A: Effect of PKC inhibitors (calphostin C, chelerythrine, and GF109203X) on TLR2 and TLR4 protein expression in THP-1 cells. After culturing cells with inhibitors and high glucose, cells were washed, labeled, and analyzed by flow cytometry as described in research design and methods. Values are expressed as MFI/10⁵ cells ± SD. *P < 0.05 vs. high glucose; n = 4 experiments. B: Effect of NADPH oxidase inhibitors (apocyanin and DPI) on TLR2 and TLR4 protein expression in THP-1 cells. After culturing cells with inhibitors and high glucose, cells were washed, labeled, and analyzed by flow cytometry as described in research design and methods. Values are expressed as MFI/10⁵ cells ± SD. *P < 0.05 vs. high glucose; n = 4 experiments. C: Inhibition of NADPH oxidase subunit p47Phox and PKC isoforms using siRNAs effects high-glucose–induced TLR2 and TLR4 protein expression of THP-1 cells by flow cytometry as described in research design and methods.
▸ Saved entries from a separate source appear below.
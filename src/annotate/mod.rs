// Japanese linguistic annotation
//
// - MorphAnalyzer: morphological tokenizer (MeCab today)
// - Dictionary: gloss lookup by normalized form (JMdict or in-memory)
// - Annotator: one Annotation per surface token, lookup misses recorded
//   rather than raised

pub mod dictionary;
pub mod kana;
pub mod mecab;

use std::collections::{HashMap, VecDeque};
use std::sync::{Arc, Mutex};
use async_trait::async_trait;
use serde::{Deserialize, Serialize};
use tracing::{debug, info, warn};

pub use dictionary::{JmdictDictionary, MemoryDictionary};
pub use mecab::MecabAnalyzer;
use crate::config::AnnotateConfig;
use crate::error::Result;

/// Token produced by the morphological analyzer
#[derive(Debug, Clone, PartialEq, Serialize, Deserialize)]
pub struct MorphToken {
    pub surface: String,
    /// Dictionary form as reported by the analyzer, may be empty
    pub lemma: String,
    /// Katakana or hiragana reading, may be empty
    pub reading: String,
    pub pos: String,
}

/// One dictionary entry
#[derive(Debug, Clone, PartialEq, Serialize, Deserialize)]
pub struct Gloss {
    pub headword: String,
    pub reading: String,
    pub senses: Vec<String>,
}

#[derive(Debug, Clone, PartialEq, Serialize, Deserialize)]
pub struct Annotation {
    pub surface: String,
    pub lemma: String,
    /// Hiragana
    pub reading: String,
    pub pos: String,
    pub glosses: Vec<Gloss>,
}

impl Annotation {
    pub fn new(
        surface: impl Into<String>,
        lemma: impl Into<String>,
        reading: impl Into<String>,
        pos: impl Into<String>,
        glosses: Vec<Gloss>,
    ) -> Self {
        Self {
            surface: surface.into(),
            lemma: lemma.into(),
            reading: reading.into(),
            pos: pos.into(),
            glosses,
        }
    }
}

#[cfg_attr(test, mockall::automock)]
#[async_trait]
pub trait MorphAnalyzer: Send + Sync {
    async fn tokenize(&self, text: &str) -> Result<Vec<MorphToken>>;
}

#[cfg_attr(test, mockall::automock)]
pub trait Dictionary: Send + Sync {
    /// Entries whose headword or reading equals `form` exactly
    fn lookup(&self, form: &str) -> Result<Vec<Gloss>>;
}

/// A dictionary lookup that failed for one token
#[derive(Debug, Clone, PartialEq, Serialize, Deserialize)]
pub struct LookupFailure {
    pub surface: String,
    pub form: String,
    pub error: String,
}

/// Result of annotating one cue text
#[derive(Debug, Clone, Default, PartialEq)]
pub struct AnnotatedText {
    pub annotations: Vec<Annotation>,
    pub lookup_failures: Vec<LookupFailure>,
}

/// Bounded memo of lookup results, oldest entry evicted first
struct LookupCache {
    capacity: usize,
    entries: HashMap<String, Vec<Gloss>>,
    order: VecDeque<String>,
}

impl LookupCache {
    fn new(capacity: usize) -> Self {
        Self { capacity, entries: HashMap::new(), order: VecDeque::new() }
    }

    fn get(&self, form: &str) -> Option<Vec<Gloss>> {
        self.entries.get(form).cloned()
    }

    fn insert(&mut self, form: String, glosses: Vec<Gloss>) {
        if self.capacity == 0 || self.entries.contains_key(&form) {
            return;
        }
        if self.entries.len() >= self.capacity {
            if let Some(oldest) = self.order.pop_front() {
                self.entries.remove(&oldest);
            }
        }
        self.order.push_back(form.clone());
        self.entries.insert(form, glosses);
    }

    fn len(&self) -> usize {
        self.entries.len()
    }
}

pub struct Annotator {
    analyzer: Arc<dyn MorphAnalyzer>,
    dictionary: Arc<dyn Dictionary>,
    cache: Mutex<LookupCache>,
}

impl Annotator {
    pub fn new(analyzer: Arc<dyn MorphAnalyzer>, dictionary: Arc<dyn Dictionary>, cache_capacity: usize) -> Self {
        Self { analyzer, dictionary, cache: Mutex::new(LookupCache::new(cache_capacity)) }
    }

    /// Annotate one cue text.
    ///
    /// Fails only when the analyzer fails; per-token lookup errors leave that
    /// token with an empty gloss list and are returned in `lookup_failures`.
    pub async fn annotate(&self, text: &str) -> Result<AnnotatedText> {
        let tokens = self.analyzer.tokenize(text).await?;
        let mut result = AnnotatedText::default();

        for token in tokens {
            // Unknown words come back without a reading; kana spells its own
            let reading = if token.reading.is_empty() && token.surface.chars().all(kana::is_kana) {
                kana::katakana_to_hiragana(&token.surface)
            } else {
                kana::katakana_to_hiragana(&token.reading)
            };
            let form = normalized_form(&token);

            let glosses = if is_punctuation(&token.pos) || form.is_empty() {
                Vec::new()
            } else {
                match self.resolve(&form) {
                    Ok(glosses) => glosses,
                    Err(e) => {
                        warn!("Dictionary lookup failed for '{}': {}", form, e);
                        result.lookup_failures.push(LookupFailure {
                            surface: token.surface.clone(),
                            form: form.clone(),
                            error: e.to_string(),
                        });
                        Vec::new()
                    }
                }
            };

            result.annotations.push(Annotation {
                surface: token.surface,
                lemma: form,
                reading,
                pos: token.pos,
                glosses,
            });
        }

        debug!(
            "Annotated '{}' with {} tokens ({} lookup failures)",
            text,
            result.annotations.len(),
            result.lookup_failures.len()
        );
        Ok(result)
    }

    /// Exact lookup, then the longest prefix that has an entry
    fn resolve(&self, form: &str) -> Result<Vec<Gloss>> {
        if let Some(hit) = self.cache_get(form) {
            return Ok(hit);
        }

        let mut glosses = self.dictionary.lookup(form)?;
        if glosses.is_empty() {
            let chars: Vec<char> = form.chars().collect();
            for len in (1..chars.len()).rev() {
                let prefix: String = chars[..len].iter().collect();
                let found = self.dictionary.lookup(&prefix)?;
                if !found.is_empty() {
                    debug!("'{}' matched by prefix '{}'", form, prefix);
                    glosses = found;
                    break;
                }
            }
        }

        if let Ok(mut cache) = self.cache.lock() {
            cache.insert(form.to_string(), glosses.clone());
        }
        Ok(glosses)
    }

    fn cache_get(&self, form: &str) -> Option<Vec<Gloss>> {
        self.cache.lock().ok().and_then(|cache| cache.get(form))
    }

    pub fn cached_forms(&self) -> usize {
        self.cache.lock().map(|cache| cache.len()).unwrap_or(0)
    }
}

/// Lemma with any UniDic `-gloss` suffix removed, or the surface when there is no lemma
pub fn normalized_form(token: &MorphToken) -> String {
    let lemma = token.lemma.trim();
    let lemma = match lemma.split_once('-') {
        Some((head, _)) if !head.is_empty() => head,
        _ => lemma,
    };
    if lemma.is_empty() || lemma == "*" {
        token.surface.trim().to_string()
    } else {
        lemma.to_string()
    }
}

/// Punctuation, symbols and whitespace get no dictionary lookup
pub fn is_punctuation(pos: &str) -> bool {
    matches!(pos, "補助記号" | "記号" | "空白")
}

/// Factory for the annotator and its backends
pub struct AnnotatorFactory;

impl AnnotatorFactory {
    pub async fn create(config: &AnnotateConfig) -> Result<Annotator> {
        let analyzer: Arc<dyn MorphAnalyzer> =
            Arc::new(MecabAnalyzer::new(config.mecab_path.clone(), config.mecab_args.clone()));

        let dictionary: Arc<dyn Dictionary> = match &config.dictionary_path {
            Some(path) => Arc::new(JmdictDictionary::load(path).await?),
            None => {
                info!("No dictionary configured, annotations will carry no glosses");
                Arc::new(MemoryDictionary::default())
            }
        };

        Ok(Annotator::new(analyzer, dictionary, config.cache_capacity))
    }
}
Values are expressed as MFI/10⁵ cells ± SD. *P < 0.05 vs. scramble control siRNA + LG; **P < 0.05 vs. scramble + high glucose (HG); p47, p47Phox siRNA; P-α, PKC-α siRNA, P-β, PKC-β siRNA; P-δ, PKC-δ siRNA; +, present; −, absent. n = 4 experiments in duplicate. D: Inhibition of NADPH oxidase subunit p47Phox and PKC isoforms using siRNAs effects high-glucose–induced TLR2 and TLR4 mRNA expression of THP-1 cells by real-time RT-PCR as described in research design and methods. Values are expressed as mean ratio ± SD. *P < 0.05 vs. scramble control siRNA + LG; **P < 0.05 vs. scramble + HG; p47, p47Phox siRNA; P-α, PKC-α siRNA; P-β, PKC-β siRNA; P-δ, PKC-δ siRNA; +, present; −, absent. n = 4 experiments in duplicate. □,TLR2; ▪, TLR4.

FIG. 7.

TLR2 and TLR4 protein expression was measured in freshly isolated and pooled human monocytes from healthy volunteers (n = 3 volunteers/experiment) after glucose challenge by flow cytometry as described in research design and methods. Values are expressed as MFI/10⁵ cells ± SD. *P < 0.05 vs. mannitol or 5.5 mmol/l glucose; n = 4 experiments. □, TLR2; ▪, TLR4.